Akhirnya melanjutkan fict yang ini :D maaf udah lama ilang dari HMI (dari FFN malah). Moga2 kemampuan menulis nggak menurun. Tanpa banyak basa basi, selamat membaca~ ^^

WARNING : Minim deskripsi, kebanyakan titik-titik, adegan-adegan pendek, Gray kayaknya OOC, A/N 'cukup' panjang, bla-bla-bla~~

I don't have Harvest Moon~ I'm only a fan~ with some imagination to write down :)

Gray's Little 'Holiday'

-Part II-


Gray's POV

Putih.

Kemanapun aku melihat, hanya putih bersih. Dunia tanpa bayangan. Yang ada hanya diriku sendiri.

Sunyi…

Tap. Tap. Tap.

Suara? Seseorang menuju sini?

Aku mengalihkan pandanganku ke arah datangnya suara itu, dan hanya dapat melihat siluet seseorang. Sekujur tubuhnya dikelilingi cahaya putih, seperti seorang malaikat.

Siapa?

Tap. Tap. Tap.

Entah sejak kapan, di sebelahku Cliff berdiri, juga memandang ke arah yang sama denganku. Tidak hanya Cliff. Kakek, Mayor, semua warga desa lainnya juga ada di sini, memandang ke arah siluet tersebut.

Siapa? Sosok siapa itu?

Tap. Tap. Tap.

Perlahan tapi pasti, sosok itu semakin mendekat, hingga aku dapat mengenalinya. Suaraku tertahan di tenggorokan, dan aku membatu melihat sosoknya yang kini tidak mengenakan pakaiannya yang biasa.

Tap. Tap. Tap.

Ia terus berjalan. Mendekat. Melewatiku. Menuju sebuah panggung. Menuju… orang itu.

Keduanya tersenyum satu dengan lain. Walau aku benci untuk mengakuinya, sosoknya saat ini adalah sosoknya yang paling cantik.

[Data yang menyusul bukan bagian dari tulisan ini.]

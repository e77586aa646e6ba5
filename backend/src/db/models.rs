use chrono::NaiveDateTime;
use diesel::prelude::*;

use crate::schema::*;

#[derive(Debug, Clone, PartialEq, Queryable, Selectable, Identifiable)]
#[diesel(table_name = workstations)]
#[diesel(check_for_backend(diesel::sqlite::Sqlite))]
pub struct Workstation {
    pub id: i32,
    pub code: String, // unique, key
    pub open_activity_period_id: Option<i32>,
    pub open_work_run_id: Option<i32>,
    pub open_work_id: Option<i32>,
}

#[derive(Debug, Insertable)]
#[diesel(table_name = workstations)]
pub struct NewWorkstation<'a> {
    pub code: &'a str,
}

#[derive(Debug, Clone, PartialEq, Queryable, Selectable, Identifiable)]
#[diesel(table_name = batches)]
#[diesel(check_for_backend(diesel::sqlite::Sqlite))]
pub struct Batch {
    pub id: i32,
    pub code: Option<String>, // None once detached by a newer association
    pub name: String,
    pub created: NaiveDateTime,
}

#[derive(Debug, Insertable)]
#[diesel(table_name = batches)]
pub struct NewBatch<'a> {
    pub code: Option<&'a str>,
    pub name: &'a str,
    pub created: NaiveDateTime,
}

#[derive(Debug, Clone, PartialEq, Queryable, Selectable, Identifiable)]
#[diesel(table_name = activity_periods)]
#[diesel(check_for_backend(diesel::sqlite::Sqlite))]
pub struct ActivityPeriod {
    pub id: i32,
    pub workstation_id: i32,
    pub num_workers: i32,
    pub start: NaiveDateTime,
    pub stop: Option<NaiveDateTime>,
}

#[derive(Debug, Insertable)]
#[diesel(table_name = activity_periods)]
pub struct NewActivityPeriod {
    pub workstation_id: i32,
    pub num_workers: i32,
    pub start: NaiveDateTime,
}

#[derive(Debug, Clone, PartialEq, Queryable, Selectable, Identifiable)]
#[diesel(table_name = work_runs)]
#[diesel(check_for_backend(diesel::sqlite::Sqlite))]
pub struct WorkRun {
    pub id: i32,
    pub workstation_id: i32,
    pub batch_id: Option<i32>,
    pub start: NaiveDateTime,
    pub stop: Option<NaiveDateTime>,
}

#[derive(Debug, Insertable)]
#[diesel(table_name = work_runs)]
pub struct NewWorkRun {
    pub workstation_id: i32,
    pub batch_id: Option<i32>,
    pub start: NaiveDateTime,
}

#[derive(Debug, Clone, PartialEq, Queryable, Selectable, Identifiable)]
#[diesel(table_name = works)]
#[diesel(check_for_backend(diesel::sqlite::Sqlite))]
pub struct Work {
    pub id: i32,
    pub workstation_id: i32,
    pub batch_id: i32,
    pub start: NaiveDateTime,
    pub stop: Option<NaiveDateTime>,
}

#[derive(Debug, Insertable)]
#[diesel(table_name = works)]
pub struct NewWork {
    pub workstation_id: i32,
    pub batch_id: i32,
    pub start: NaiveDateTime,
}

Aku benci. Karena ia dapat menjadi seperti itu bukan karenaku. Tetapi karena orang itu.

Kata-kata sakral pengikat janji keduanya diucapkan. Keduanya mengikat janji mereka di panggung itu, dengan tepuk tangan dan sorak sorai dari seluruh penduduk desa sebagai ganti musik yang sudah terhenti.

Ketika keduanya membalikkan badannya, tepuk tangan dan sorak sorai menjadi sambutan mereka disertai senyuman bahagia dari semuanya. Aku ikut bertepuk tangan pelan.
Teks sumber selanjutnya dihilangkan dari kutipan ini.